Lo dramático en todo esto, y sobre lo cual debe insistirse, es que hay reflexiones dentro de esos progresismos que no se dan cuenta de estas problemáticas. El hecho de referirse a una derrota cultural o política, o lamentar no haber reforzado una economía capitalista de exportación de materias primas, dejando de lado las cuestiones de derechos, democracia, globalización y dependencia, muestra que muchos siguen atrapados en análisis superficiales. Esos modos de pensar, como los de Natanson, impiden que los progresismos se reformulen hacia la izquierda.

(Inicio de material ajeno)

//! # Relations
//!
//! Declarations of related entities that a query can load eagerly.
//!
//! ## How Includes Are Loaded
//! ```text
//! ┌─────────────────────────────────────────────────────────────────────────┐
//! │  query.include("artist")                                               │
//! │       │                                                                 │
//! │       ▼                                                                 │
//! │  Album::relations() → Relation::reference::<Artist>("artist", ..)      │
//! │       │                                                                 │
//! │       ▼                                                                 │
//! │  quarry-db loads every document of the "artist" collection             │
//! │       │                                                                 │
//! │       ▼                                                                 │
//! │  Relation::load(albums, documents)                                     │
//! │    decode → index by key → foreign_key(album) → attach(album, artist)  │
//! └─────────────────────────────────────────────────────────────────────────┘
//! ```

use std::collections::HashMap;
use std::fmt;
use std::sync::Arc;

use crate::descriptor::describe;
use crate::error::{CoreError, CoreResult};
use crate::model::{Entity, Model};
use crate::value::Value;

type Loader<T> = Arc<dyn Fn(&mut [T], Vec<serde_json::Value>) -> CoreResult<()> + Send + Sync>;

/// Cardinality of a relation.
#[derive(Debug, Clone, Copy, PartialEq, Eq)]
pub enum RelationKind {
    /// Owner holds the related entity's key (many-to-one).
    Reference,
    /// Related entities point back at the owner (one-to-many).
    Collection,
}

/// A named relation from `T` to another entity type.
pub struct Relation<T> {
    name: &'static str,
    target: &'static str,
    kind: RelationKind,
    loader: Loader<T>,
}

impl<T> Clone for Relation<T> {
    fn clone(&self) -> Self {
        Relation {
            name: self.name,
            target: self.target,
            kind: self.kind,
            loader: Arc::clone(&self.loader),
        }
    }
}

impl<T> fmt::Debug for Relation<T> {
    fn fmt(&self, f: &mut fmt::Formatter<'_>) -> fmt::Result {
        f.debug_struct("Relation")
            .field("name", &self.name)
            .field("target", &self.target)
            .field("kind", &self.kind)
            .finish()
    }
}

impl<T: Entity> Relation<T> {
    /// Many-to-one relation.
    ///
    /// `foreign_key` returns the related entity's key values as stored on the
    /// owner (all `Null` = no related entity). `attach` stores the result in
    /// the owner's navigation property.
    pub fn reference<R: Entity>(
        name: &'static str,
        foreign_key: fn(&T) -> Vec<Value>,
        attach: fn(&mut T, Option<R>),
    ) -> Self {
        let loader: Loader<T> = Arc::new(
            move |owners: &mut [T], documents: Vec<serde_json::Value>| -> CoreResult<()> {
                let descriptor = describe::<R>();
                let mut by_key = HashMap::with_capacity(documents.len());
                for related in decode_all::<R>(documents)? {
                    by_key.insert(descriptor.key_of(&related)?, related);
                }

                for owner in owners.iter_mut() {
                    let key = foreign_key(owner);
                    let found = if key.iter().all(Value::is_null) {
                        None
                    } else {
                        by_key.get(&descriptor.encode_key(&key)?).cloned()
                    };
                    attach(owner, found);
                }
                Ok(())
            },
        );

        Relation {
            name,
            target: R::NAME,
            kind: RelationKind::Reference,
            loader,
        }
    }

    /// One-to-many relation.
    ///
    /// Every related entity for which `belongs_to(related, owner)` holds is
    /// attached to the owner, in store order.
    pub fn collection<R: Entity>(
        name: &'static str,
        belongs_to: fn(&R, &T) -> bool,
        attach: fn(&mut T, Vec<R>),
    ) -> Self {
        let loader: Loader<T> = Arc::new(
            move |owners: &mut [T], documents: Vec<serde_json::Value>| -> CoreResult<()> {
                let related = decode_all::<R>(documents)?;
                for owner in owners.iter_mut() {
                    let children = related
                        .iter()
                        .filter(|r| belongs_to(r, owner))
                        .cloned()
                        .collect();
                    attach(owner, children);
                }
                Ok(())
            },
        );

        Relation {
            name,
            target: R::NAME,
            kind: RelationKind::Collection,
            loader,
        }
    }
}

impl<T> Relation<T> {
    /// Navigation property name.
    pub fn name(&self) -> &'static str {
        self.name
    }

    /// Collection of the related entity.
    pub fn target(&self) -> &'static str {
        self.target
    }

    pub fn kind(&self) -> RelationKind {
        self.kind
    }

    /// Fills the navigation property of every owner from the target
    /// collection's documents.
    pub fn load(&self, owners: &mut [T], documents: Vec<serde_json::Value>) -> CoreResult<()> {
        (self.loader)(owners, documents)
    }
}

/// Looks up a declared relation of `T` by name.
pub fn find_relation<T: Entity>(name: &str) -> CoreResult<Relation<T>> {
    T::relations()
        .into_iter()
        .find(|r| r.name == name)
        .ok_or_else(|| CoreError::UnknownRelation {
            entity: T::NAME.to_string(),
            relation: name.to_string(),
        })
}

/// Decodes stored documents into entities.
pub fn decode_all<R: Entity>(documents: Vec<serde_json::Value>) -> CoreResult<Vec<R>> {
    documents
        .into_iter()
        .map(|doc| serde_json::from_value(doc).map_err(|e| CoreError::serialization(R::NAME, e)))
        .collect()
}

// =============================================================================
// Unit Tests
// =============================================================================

#[cfg(test)]
mod tests {
    use super::*;
    use crate::test_fixtures::{album, artist, Album, Artist};

    fn documents(artists: &[Artist]) -> Vec<serde_json::Value> {
        artists
            .iter()
            .map(|a| serde_json::to_value(a).unwrap())
            .collect()
    }

    #[test]
    fn test_reference_attaches_by_key() {
        let relation = find_relation::<Album>("artist").unwrap();
        assert_eq!(relation.target(), "artist");
        assert_eq!(relation.kind(), RelationKind::Reference);

        let mut albums = vec![album(10, "Debut", Some(2)), album(11, "Orphan", None)];
        let artists = vec![artist(1, "Acme", None), artist(2, "acorn", None)];
        relation.load(&mut albums, documents(&artists)).unwrap();

        assert_eq!(albums[0].artist.as_ref().map(|a| a.id), Some(2));
        assert!(albums[1].artist.is_none());
    }

    #[test]
    fn test_collection_attaches_children_in_order() {
        let relation = find_relation::<Artist>("albums").unwrap();
        let mut artists = vec![artist(1, "Acme", None), artist(2, "acorn", None)];
        let albums = vec![
            album(10, "First", Some(1)),
            album(11, "Other", Some(2)),
            album(12, "Second", Some(1)),
        ];
        let docs = albums
            .iter()
            .map(|a| serde_json::to_value(a).unwrap())
            .collect();

        relation.load(&mut artists, docs).unwrap();

        let titles: Vec<_> = artists[0].albums.iter().map(|a| a.title.as_str()).collect();
        assert_eq!(titles, vec!["First", "Second"]);
        assert_eq!(artists[1].albums.len(), 1);
    }

    #[test]
    fn test_unknown_relation() {
        let err = find_relation::<Album>("label").unwrap_err();
        assert!(matches!(err, CoreError::UnknownRelation { .. }));
    }

    #[test]
    fn test_corrupt_document_is_serialization_error() {
        let relation = find_relation::<Album>("artist").unwrap();
        let mut albums = vec![album(10, "Debut", Some(1))];
        let err = relation
            .load(&mut albums, vec![serde_json::json!({ "id": "x" })])
            .unwrap_err();
        assert!(matches!(err, CoreError::Serialization { .. }));
    }
}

Entretanto, Milei y la derecha dogmática, ofrecen una retórica vestida como alternativa, pero que al mismo tiempo vacían de contenido las opciones de cambio. La salida a esta situación es el reconocimiento de aquel entramado, asumir las contradicciones del progresismo, incluyendo las encerradas en sus miradas convencionales sobre la política y el desarrollo. Es reconocer que no hay alternativas en una economía capitalista primarizada y subordinada, que siga descansando en vender carne o lana, soja o celulosa. Por ello, una renovación hacia la izquierda necesariamente debe poner en cuestión las ideas del desarrollo
Notas
1. ¿De qué hablamos cuando hablamos de derrota cultural?, J. Natanson, Le Monde Diplomatique, Buenos Aires, Nro 300, junio 2024.
2. RIGI: La entrega incondicional de los recursos naturales, C. de la Vega, Agencia TSS, Universidad San Martín, 4 junio 2024.
3. Confesiones de invierno, pacto del saqueo y cacería de ambientalistas, M. Svampa y E. Viale, DiarioAr, Buenos Aires, 11 julio 2024.